ErbB targeting inhibitors repress cell migration of esophageal squamous cell carcinoma and adenocarcinoma cells by distinct signaling pathways

摘要

ErbB family receptor tyrosine kinases (ErbBs) play a role in cell adhesion and migration and are frequently overexpressed in esophageal squamous cell carcinomas (ESCCs) or esophageal adenocarcinomas (EACs). Targeting ErbBs by tyrosine kinase inhibitors (TKIs) may therefore limit esophageal cancer cell migration. Here, we studied the impact of TKIs on ErbB dimerization, cell signaling pathways, and cell migration in three esophageal cell lines: OE21 (ESCC), OE33 (EAC), and Het-IA (non-neoplastic esophageal epithelium).
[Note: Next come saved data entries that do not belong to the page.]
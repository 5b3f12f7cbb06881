//! Setup configuration.
//!
//! A setup is a TOML file describing every device of an instrument plus the
//! poller's process groups. It is loaded with `figment`, so any value can be
//! overridden from the environment with the `BEAM_` prefix (nested keys are
//! separated by `__`, e.g. `BEAM_POLLER__DEFAULT_INTERVAL=10s`).
//!
//! ## Schema
//!
//! ```toml
//! description = "sample table"
//! log_level = "info"
//!
//! [devices.m_sth]
//! driver = "mock_motor"
//! abslimits = [-180.0, 180.0]
//!
//! [devices.sth]
//! driver = "axis"
//! motor = "m_sth"
//! precision = 0.01
//!
//! [poller]
//! default_interval = "5s"
//!
//! [poller.processes]
//! motors = ["sth"]
//! ```
//!
//! Each device table carries a mandatory `driver` field naming the factory
//! that builds it; all other fields are handed to that factory, which
//! deserializes them into its own typed configuration struct.

use crate::error::{AppResult, BeamError};
use crate::limits::DEFAULT_POLL_INTERVAL;
use figment::providers::{Env, Format, Toml};
use figment::Figment;
use serde::de::DeserializeOwned;
use serde::{Deserialize, Serialize};
use std::collections::BTreeMap;
use std::path::{Path, PathBuf};
use std::time::Duration;
use tracing::{debug, info};

/// Top-level setup file.
#[derive(Debug, Clone, Serialize, Deserialize)]
pub struct SetupConfig {
    /// Free-form description.
    #[serde(default)]
    pub description: String,

    /// Logging verbosity used when `RUST_LOG` is not set.
    #[serde(default = "default_log_level")]
    pub log_level: String,

    /// Device name → device table.
    #[serde(default)]
    pub devices: BTreeMap<String, DeviceConfig>,

    /// Poller process groups and defaults.
    #[serde(default)]
    pub poller: PollerSettings,
}

fn default_log_level() -> String {
    "info".to_string()
}

/// One device table.
#[derive(Debug, Clone, Serialize, Deserialize)]
pub struct DeviceConfig {
    /// Factory key, e.g. `axis`, `slit`, `mock_motor`.
    pub driver: String,

    /// Remaining driver-specific fields.
    #[serde(flatten)]
    pub settings: toml::Table,
}

impl DeviceConfig {
    /// Create a device table from a driver key and settings.
    pub fn new(driver: impl Into<String>, settings: toml::Table) -> Self {
        Self {
            driver: driver.into(),
            settings,
        }
    }

    /// Settings as a TOML value, the form factories receive.
    pub fn settings_value(&self) -> toml::Value {
        toml::Value::Table(self.settings.clone())
    }

    /// Deserialize the settings into a typed configuration struct.
    pub fn parse<T: DeserializeOwned>(&self, device: &str) -> AppResult<T> {
        parse_settings(device, self.settings_value())
    }
}

/// Deserialize factory settings into a typed configuration struct.
pub fn parse_settings<T: DeserializeOwned>(device: &str, settings: toml::Value) -> AppResult<T> {
    settings
        .try_into()
        .map_err(|e| BeamError::Configuration(format!("device '{}': {}", device, e)))
}

/// Poller section of a setup.
#[derive(Debug, Clone, Serialize, Deserialize)]
pub struct PollerSettings {
    /// Interval for devices that do not configure one.
    #[serde(default = "default_poll_interval", with = "humantime_serde")]
    pub default_interval: Duration,

    /// Process group name → device names polled by that group.
    #[serde(default)]
    pub processes: BTreeMap<String, Vec<String>>,

    /// Executable started for each group in master mode.
    ///
    /// Defaults to the running executable.
    #[serde(default)]
    pub program: Option<PathBuf>,
}

fn default_poll_interval() -> Duration {
    DEFAULT_POLL_INTERVAL
}

impl Default for PollerSettings {
    fn default() -> Self {
        Self {
            default_interval: DEFAULT_POLL_INTERVAL,
            processes: BTreeMap::new(),
            program: None,
        }
    }
}

impl SetupConfig {
    /// Load a setup file, applying `BEAM_` environment overrides.
    pub fn load(path: &Path) -> AppResult<Self> {
        if !path.exists() {
            return Err(BeamError::Configuration(format!(
                "setup file not found: {}",
                path.display()
            )));
        }
        debug!("Loading setup from: {}", path.display());

        let figment = Figment::new()
            .merge(Toml::file(path))
            .merge(Env::prefixed("BEAM_").split("__"));
        let setup: SetupConfig = figment.extract()?;
        setup.validate()?;

        info!(
            "Loaded setup '{}' with {} devices",
            path.display(),
            setup.devices.len()
        );
        Ok(setup)
    }

    /// Load `<dir>/<name>.toml`.
    pub fn load_named(dir: &Path, name: &str) -> AppResult<Self> {
        Self::load(&dir.join(format!("{}.toml", name)))
    }

    /// Parse a setup from a TOML string (no environment overrides).
    pub fn from_toml_str(content: &str) -> AppResult<Self> {
        let setup: SetupConfig = Figment::new().merge(Toml::string(content)).extract()?;
        setup.validate()?;
        Ok(setup)
    }

    /// Cross-field validation.
    ///
    /// Checks that every device named by a poller group exists and that no
    /// group is empty. Attachment checks are done by the factories when the
    /// registry loads the setup.
    pub fn validate(&self) -> AppResult<()> {
        for (group, devices) in &self.poller.processes {
            if devices.is_empty() {
                return Err(BeamError::Configuration(format!(
                    "poller group '{}' has no devices",
                    group
                )));
            }
            for device in devices {
                if !self.devices.contains_key(device) {
                    return Err(BeamError::Configuration(format!(
                        "poller group '{}' references unknown device '{}'",
                        group, device
                    )));
                }
            }
        }
        if self.poller.default_interval.is_zero() {
            return Err(BeamError::Configuration(
                "poller default_interval must be positive".into(),
            ));
        }
        Ok(())
    }
}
In OE21 cells, the TKIs erlotinib, gefitinib, and lapatinib slightly affected epidermal growth factor receptor EGFR/ EGFR, but not EGFR/HER2 dimerization as detected by in situ proximity ligation assay (in situ PL A). Still, TKIs inhibited ERK1/2, Akt, STAT3, and RhoA activity in OE21 cells, as assessed by Western blot, antibody arrays, and Rho GTPase effector pull-down assays.